You can also use shorthand to specify a single search string for both the $vectorize and $lexical queries.

See Find documents with a hybrid search and Use shorthand to specify a single search string for examples.

projection

Dict[str, bool]

Optional. Controls which fields are included or excluded in the returned document.

You must use & to escape any . or & in field names in the projection clause. You cannot use & to escape any other characters.

For more information, see Projections for collections.

Default: The default projection for the collection. All fields prefixed with $ are excluded by default and will only be returned if you include them in the projection. _id is included by default and will always be returned unless you exclude them from the projection.

document_type

type

Optional. A specifier for the type checker.

You may want to use this parameter if your code is strictly typed, especially if you specify a projection.

For more information, see Typing support.

Default: dict[str, Any]. The returned cursor is implicitly a CollectionFindAndRerankCursor[DOC, RerankedResult[DOC]], meaning that it maintains the same type for the returned documents as that of the documents in the collection.

limit

int

Optional. Limit the total number of documents returned. Once limit is reached, or the cursor is exhausted due to lack of matching documents, nothing more is returned.

Default: The limit set by the Data API.

hybrid_limits

int | dict[str, int]

Optional. Limit the number of documents returned by the underlying vector and lexical searches.

If a single number is specified, it applies to both the vector and lexical searches.

To set different limits for the vector and lexical searches, specify a dictionary in the form {"$vector": INTEGER, "$lexical": INTEGER}.

Default: The value of limit.

include_scores

bool

Optional. Whether to include the scores from the reranking process in the response.

These scores can be inspected in the scores attribute of each RerankedResult object yielded by the CollectionFindAndRerankCursor. This attribute is a free-form dictionary such as {"$vector": 0.81, "$rerank": 0.12}. See the examples for usage.

If false, the scores attribute of each RerankedResult object is an empty dictionary.

Default: False

include_sort_vector

bool

Optional. Whether to include the sort vector that was used for the underlying vector search in the response.

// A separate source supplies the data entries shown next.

//! 問い合わせ前の住所簡略化
//!
//! ## 処理フロー
//! 1. 全角→半角
//! 2. 區の直後の里名、鄰番号を削除
//! 3. 最初に現れる區切り文字（號・及・、・.）で本体と後綴に分割
//! 4. 本体の「-」→「之」、段番号の漢数字化、號番号の算用数字化
//! 5. 號の直前の先頭ゼロを削除

use crate::rules::{apply_rules, pre_split_rules, query_rules, BUILDING_LEADING_ZERO};
use crate::width::half_width;

/// 號（建物番号）
pub const BUILDING_MARKER: char = '號';

/// 分割に使う文字
pub const SPLIT_MARKERS: [char; 4] = [BUILDING_MARKER, '及', '、', '.'];

/// 簡略化の結果
#[derive(Debug, Clone, Default, PartialEq, Eq)]
pub struct SimplifiedAddress {
    /// 入力そのまま（前後の空白のみ除去）
    pub original: String,
    /// 問い合わせ用の住所
    pub query: String,
    /// 號以降の後綴（例: 「及2樓」）
    pub suffix: String,
}

/// 最初の區切り文字で分割する
///
/// 號で分割した場合は號を本体側に含め、それ以外の文字は後綴側に含める。
pub fn split_at_marker(address: &str) -> (&str, &str) {
    match address
        .char_indices()
        .find(|(_, c)| SPLIT_MARKERS.contains(c))
    {
        Some((index, BUILDING_MARKER)) => {
            let end = index + BUILDING_MARKER.len_utf8();
            (&address[..end], &address[end..])
        }
        Some((index, _)) => (&address[..index], &address[index..]),
        None => (address, ""),
    }
}

/// 住所を問い合わせ用に簡略化する
pub fn simplify(raw: &str) -> SimplifiedAddress {
    let address = apply_rules(&pre_split_rules(), &half_width(raw));
    let (head, tail) = split_at_marker(&address);

    let query = half_width(&apply_rules(&query_rules(), head));
    let suffix = half_width(tail);

    SimplifiedAddress {
        original: raw.trim().to_string(),
        query: BUILDING_LEADING_ZERO.apply(&query).trim().to_string(),
        suffix: BUILDING_LEADING_ZERO.apply(&suffix).trim().to_string(),
    }
}

#[cfg(test)]
mod tests {
    use super::*;

    #[test]
    fn test_simplify_strips_village_after_district() {
        let result = simplify("桃園區中正里76號");
        assert_eq!(result.query, "桃園區76號");
        assert_eq!(result.suffix, "");
        assert_eq!(result.original, "桃園區中正里76號");
    }

    #[test]
    fn test_simplify_strips_neighborhood_code_unconditionally() {
        // 例外里でも問い合わせ前の鄰番号は削除する
        let result = simplify("中壢區高上里5鄰中正路12號");
        assert_eq!(result.query, "中壢區中正路12號");
    }

    #[test]
    fn test_simplify_segment_and_leading_zero() {
        let result = simplify("中正路1段076號");
        assert_eq!(result.query, "中正路一段76號");
    }

    #[test]
    fn test_simplify_full_width_input() {
        let result = simplify("中壢區中正路１段０７６號　２樓");
        assert_eq!(result.query, "中壢區中正路一段76號");
        assert_eq!(result.suffix, "2樓");
    }

    #[test]
    fn test_simplify_suffix_after_building_marker() {
        let result = simplify("中壢區中正路76號及2樓");
        assert_eq!(result.query, "中壢區中正路76號");
        assert_eq!(result.suffix, "及2樓");
    }

    #[test]
    fn test_marker_precedence_building_first() {
        let result = simplify("中正路76號、78號");
        assert_eq!(result.query, "中正路76號");
        assert_eq!(result.suffix, "、78號");
    }

    #[test]
    fn test_marker_precedence_comma_first() {
        let result = simplify("中正路76、78號");
        assert_eq!(result.query, "中正路76");
        assert_eq!(result.suffix, "、78號");
    }

    #[test]
    fn test_simplify_without_markers() {
        let result = simplify("  中壢區中正路  ");
        assert_eq!(result.query, "中壢區中正路");
        assert_eq!(result.suffix, "");
        assert_eq!(result.original, "中壢區中正路");
    }

    #[test]
    fn test_simplify_hyphen_only_in_query() {
        let result = simplify("中正路5-1號3-2室");
        assert_eq!(result.query, "中正路5之1號");
        assert_eq!(result.suffix, "3-2室");
    }

    #[test]
    fn test_simplify_chinese_building_number() {
        assert_eq!(simplify("中正路三〇一號").query, "中正路301號");
        assert_eq!(simplify("中正路二段二十一號").query, "中正路二段21號");
    }

    #[test]
    fn test_simplify_dot_marker() {
        let result = simplify("中正路76.5樓");
        assert_eq!(result.query, "中正路76");
        assert_eq!(result.suffix, ".5樓");
    }

    #[test]
    fn test_simplify_suffix_leading_zero() {
        let result = simplify("中正路76號及078號");
        assert_eq!(result.suffix, "及78號");
    }

    #[test]
    fn test_simplify_is_stable_on_query() {
        let once = simplify("桃園區中正里3鄰中正路1段076號");
        let twice = simplify(&once.query);
        assert_eq!(twice.query, once.query);
    }

    #[test]
    fn test_simplify_empty() {
        assert_eq!(simplify(""), SimplifiedAddress::default());
    }
}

This can be useful if you query through the $vectorize field instead of the $vector field, since you don’t know the sort vector in advance.

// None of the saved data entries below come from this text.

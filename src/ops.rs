//! Core linear-algebra operations
//!
//! Every function writes into a caller-supplied destination, which is
//! always the first argument. Shapes are validated before the destination
//! is touched.
//!
//! # Destination aliasing
//!
//! The destination is borrowed mutably and the operands immutably, so a
//! destination can never also be an operand. This holds for every
//! operation, [`transpose`] included:
//!
//! ```compile_fail,E0502
//! use matriz::{ops, Matrix};
//!
//! let mut a = Matrix::zeros(2, 2).unwrap();
//! let b = Matrix::zeros(2, 2).unwrap();
//! ops::multiply(&mut a, &a, &b).unwrap();
//! ```
//!
//! ```compile_fail,E0502
//! use matriz::{ops, Matrix};
//!
//! let mut a = Matrix::zeros(3, 3).unwrap();
//! ops::transpose(&mut a, &a).unwrap();
//! ```

#[cfg(feature = "tracing")]
use tracing::instrument;

use crate::{Matrix, MatrizError, Result};

fn check_inner_dimensions(first: &Matrix, second: &Matrix) -> Result<()> {
    if first.cols() != second.rows() {
        return Err(MatrizError::InvalidInput(format!(
            "Matrix dimension mismatch for multiplication: {}×{} × {}×{} (inner dimensions {} and {} must match)",
            first.rows(),
            first.cols(),
            second.rows(),
            second.cols(),
            first.cols(),
            second.rows()
        )));
    }
    Ok(())
}

fn check_same_shape(op: &'static str, first: &Matrix, second: &Matrix) -> Result<()> {
    second.ensure_shape(op, first.shape())
}

/// Matrix multiplication: `result = first × second`
///
/// `first` is `m×n`, `second` is `n×p` and `result` must be `m×p`. Each
/// output cell is accumulated in a fresh `f32` sum.
///
/// # Errors
///
/// Returns `InvalidInput` if `first.cols() != second.rows()` and
/// `ShapeMismatch` if `result` is not `first.rows() × second.cols()`
///
/// # Example
///
/// ```
/// use matriz::{ops, Matrix};
///
/// let a = Matrix::from_vec(2, 2, vec![1.0, 2.0, 3.0, 4.0]).unwrap();
/// let b = Matrix::from_vec(2, 2, vec![5.0, 6.0, 7.0, 8.0]).unwrap();
/// let mut c = ops::auto_create(&a, &b).unwrap();
/// ops::multiply(&mut c, &a, &b).unwrap();
/// assert_eq!(c.as_slice(), &[19.0, 22.0, 43.0, 50.0]);
/// ```
#[cfg_attr(feature = "tracing", instrument(skip(result, first, second), fields(dims = %format!("{}x{} @ {}x{}", first.rows(), first.cols(), second.rows(), second.cols()))))]
pub fn multiply(result: &mut Matrix, first: &Matrix, second: &Matrix) -> Result<()> {
    check_inner_dimensions(first, second)?;
    result.ensure_shape("multiply", (first.rows(), second.cols()))?;

    let n = first.cols();
    let p = second.cols();
    let a = first.as_slice();
    let b = second.as_slice();
    let out = result.as_mut_slice();

    for i in 0..first.rows() {
        let a_row = &a[i * n..(i + 1) * n];
        for j in 0..p {
            let mut sum = 0.0f32;
            for (k, &a_ik) in a_row.iter().enumerate() {
                sum += a_ik * b[k * p + j];
            }
            out[i * p + j] = sum;
        }
    }

    Ok(())
}

/// Allocates a zeroed destination sized for `first × second`
///
/// # Errors
///
/// Returns `InvalidInput` if `first.cols() != second.rows()`
///
/// # Example
///
/// ```
/// use matriz::{ops, Matrix};
///
/// let a = Matrix::zeros(4, 3).unwrap();
/// let b = Matrix::zeros(3, 7).unwrap();
/// assert_eq!(ops::auto_create(&a, &b).unwrap().shape(), (4, 7));
/// ```
pub fn auto_create(first: &Matrix, second: &Matrix) -> Result<Matrix> {
    check_inner_dimensions(first, second)?;
    Matrix::zeros(first.rows(), second.cols())
}

/// Element-wise addition: `result = first + second`
///
/// # Errors
///
/// Returns `ShapeMismatch` if the operands differ in shape or `result`
/// does not match them
pub fn add(result: &mut Matrix, first: &Matrix, second: &Matrix) -> Result<()> {
    zip_into("add", result, first, second, |x, y| x + y)
}

/// Element-wise subtraction: `result = first - second`
///
/// # Errors
///
/// Returns `ShapeMismatch` if the operands differ in shape or `result`
/// does not match them
pub fn subtract(result: &mut Matrix, first: &Matrix, second: &Matrix) -> Result<()> {
    zip_into("subtract", result, first, second, |x, y| x - y)
}

/// Shared kernel for same-shape binary element-wise operations
pub(crate) fn zip_into<F>(
    op: &'static str,
    result: &mut Matrix,
    first: &Matrix,
    second: &Matrix,
    f: F,
) -> Result<()>
where
    F: Fn(f32, f32) -> f32,
{
    check_same_shape(op, first, second)?;
    result.ensure_shape(op, first.shape())?;

    for ((out, &x), &y) in result
        .as_mut_slice()
        .iter_mut()
        .zip(first.as_slice())
        .zip(second.as_slice())
    {
        *out = f(x, y);
    }

    Ok(())
}

/// Transpose: `result[j, i] = original[i, j]`
///
/// # Errors
///
/// Returns `ShapeMismatch` if `result` is not `original.cols() × original.rows()`
///
/// # Example
///
/// ```
/// use matriz::{ops, Matrix};
///
/// let m = Matrix::from_vec(2, 3, vec![1.0, 2.0, 3.0, 4.0, 5.0, 6.0]).unwrap();
/// let mut t = Matrix::zeros(3, 2).unwrap();
/// ops::transpose(&mut t, &m).unwrap();
///
/// // [[1, 2, 3],     [[1, 4],
/// //  [4, 5, 6]]  →   [2, 5],
/// //                  [3, 6]]
/// assert_eq!(t.as_slice(), &[1.0, 4.0, 2.0, 5.0, 3.0, 6.0]);
/// ```
#[cfg_attr(feature = "tracing", instrument(skip(result, original), fields(dims = %format!("{}x{}", original.rows(), original.cols()))))]
pub fn transpose(result: &mut Matrix, original: &Matrix) -> Result<()> {
    result.ensure_shape("transpose", (original.cols(), original.rows()))?;
    transpose_into(
        result.as_mut_slice(),
        original.as_slice(),
        original.rows(),
        original.cols(),
    );
    Ok(())
}

/// Block-wise transpose of a `rows × cols` buffer into `dst`
pub(crate) fn transpose_into(dst: &mut [f32], src: &[f32], rows: usize, cols: usize) {
    // 64x64 f32 blocks fit in L1
    const BLOCK_SIZE: usize = 64;

    for i_block in (0..rows).step_by(BLOCK_SIZE) {
        for j_block in (0..cols).step_by(BLOCK_SIZE) {
            let i_end = (i_block + BLOCK_SIZE).min(rows);
            let j_end = (j_block + BLOCK_SIZE).min(cols);

            for i in i_block..i_end {
                let src_row_start = i * cols;
                for j in j_block..j_end {
                    dst[j * rows + i] = src[src_row_start + j];
                }
            }
        }
    }
}


#[cfg(test)]
mod property_tests {
    use super::*;
    use proptest::prelude::*;

    fn matrix_strategy(rows: usize, cols: usize) -> impl Strategy<Value = Matrix> {
        proptest::collection::vec(-100.0f32..100.0, rows * cols)
            .prop_map(move |data| Matrix::from_vec(rows, cols, data).unwrap())
    }

    proptest! {
        #![proptest_config(ProptestConfig::with_cases(100))]

        /// (A × B)ᵀ = Bᵀ × Aᵀ
        #[test]
        fn test_transpose_of_product(
            a in matrix_strategy(3, 4),
            b in matrix_strategy(4, 5)
        ) {
            let mut ab = auto_create(&a, &b).unwrap();
            multiply(&mut ab, &a, &b).unwrap();
            let mut ab_t = Matrix::zeros(5, 3).unwrap();
            transpose(&mut ab_t, &ab).unwrap();

            let mut a_t = Matrix::zeros(4, 3).unwrap();
            let mut b_t = Matrix::zeros(5, 4).unwrap();
            transpose(&mut a_t, &a).unwrap();
            transpose(&mut b_t, &b).unwrap();
            let mut bt_at = auto_create(&b_t, &a_t).unwrap();
            multiply(&mut bt_at, &b_t, &a_t).unwrap();

            prop_assert_eq!(ab_t.shape(), bt_at.shape());
            for (x, y) in ab_t.as_slice().iter().zip(bt_at.as_slice()) {
                let tolerance = 1e-3f32.max(x.abs().max(y.abs()) * 1e-4);
                prop_assert!((x - y).abs() <= tolerance, "{} != {}", x, y);
            }
        }

        /// (A + B) - B = A
        #[test]
        fn test_add_subtract_inverse(
            a in matrix_strategy(4, 3),
            b in matrix_strategy(4, 3)
        ) {
            let mut sum = Matrix::zeros(4, 3).unwrap();
            add(&mut sum, &a, &b).unwrap();
            let mut back = Matrix::zeros(4, 3).unwrap();
            subtract(&mut back, &sum, &b).unwrap();

            for (x, y) in back.as_slice().iter().zip(a.as_slice()) {
                prop_assert!((x - y).abs() < 1e-4, "{} != {}", x, y);
            }
        }

        /// Transposing twice is the identity
        #[test]
        fn test_transpose_involution(
            rows in 1usize..20,
            cols in 1usize..20,
            seed in any::<u32>()
        ) {
            let data: Vec<f32> = (0..rows * cols)
                .map(|i| ((i as u32).wrapping_mul(seed) % 1000) as f32)
                .collect();
            let a = Matrix::from_vec(rows, cols, data).unwrap();
            let mut t = Matrix::zeros(cols, rows).unwrap();
            let mut tt = Matrix::zeros(rows, cols).unwrap();
            transpose(&mut t, &a).unwrap();
            transpose(&mut tt, &t).unwrap();
            prop_assert_eq!(tt, a);
        }
    }
}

The sort vector can be read by calling the .get_sort_vector() method on the returned cursor.

Default: False

rerank_on

str

Required if you use $vector in sort; otherwise optional.

The document field to use for the reranking step. Once the underlying vector and lexical searches complete, the reranker compares the rerank_query text with each document’s rerank_on field.

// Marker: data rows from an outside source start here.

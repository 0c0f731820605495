//! Error types for matriz operations

use thiserror::Error;

/// Result type for matriz operations
pub type Result<T> = std::result::Result<T, MatrizError>;

/// Errors that can occur during matriz operations
///
/// Every variant is an invalid-argument condition: the caller passed a
/// shape, dimension or parameter the operation cannot accept. Errors are
/// raised before any destination element is written.
#[derive(Debug, Error, PartialEq, Eq)]
pub enum MatrizError {
    /// Zero row or column count
    #[error("Matrix dimensions must be positive integers: got {rows}x{cols}")]
    InvalidDimensions {
        /// Requested rows
        rows: usize,
        /// Requested columns
        cols: usize,
    },

    /// Destination or operand has the wrong shape
    #[error("Shape mismatch in {op}: expected {}x{}, got {}x{}", expected.0, expected.1, actual.0, actual.1)]
    ShapeMismatch {
        /// Operation that rejected the shape
        op: &'static str,
        /// Required (rows, cols)
        expected: (usize, usize),
        /// Supplied (rows, cols)
        actual: (usize, usize),
    },

    /// Invalid input
    #[error("Invalid input: {0}")]
    InvalidInput(String),
}

impl MatrizError {
    /// Returns `true` for every variant
    ///
    /// All matriz errors belong to the invalid-argument category; this lets
    /// callers test for it without matching on the variant.
    pub fn is_invalid_argument(&self) -> bool {
        matches!(
            self,
            MatrizError::InvalidDimensions { .. }
                | MatrizError::ShapeMismatch { .. }
                | MatrizError::InvalidInput(_)
        )
    }
}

The reserved $lexical field is often used for this parameter, but you can specify any field that stores a string.

Any document lacking the field is excluded.

Default unless you use $vector in sort: "$lexical".

rerank_query

str

Required if you use $vector in sort; otherwise optional.

Query text for the reranker step.

Once the underlying vector and lexical searches complete, the reranker compares the rerank_query text with each document’s rerank_on field.

Default unless you use $vector in sort: the query used for the underlying vector search, which is specified by the sort parameter.

request_timeout_ms

int

Optional. The maximum time, in milliseconds, that the client should wait for each underlying HTTP request.

Default: The default value for the collection. This default is 10 seconds unless you specified a different default when you initialized the Collection or DataAPIClient object. For more information, see Timeout options.

timeout_ms

int

Optional. An alias for request_timeout_ms.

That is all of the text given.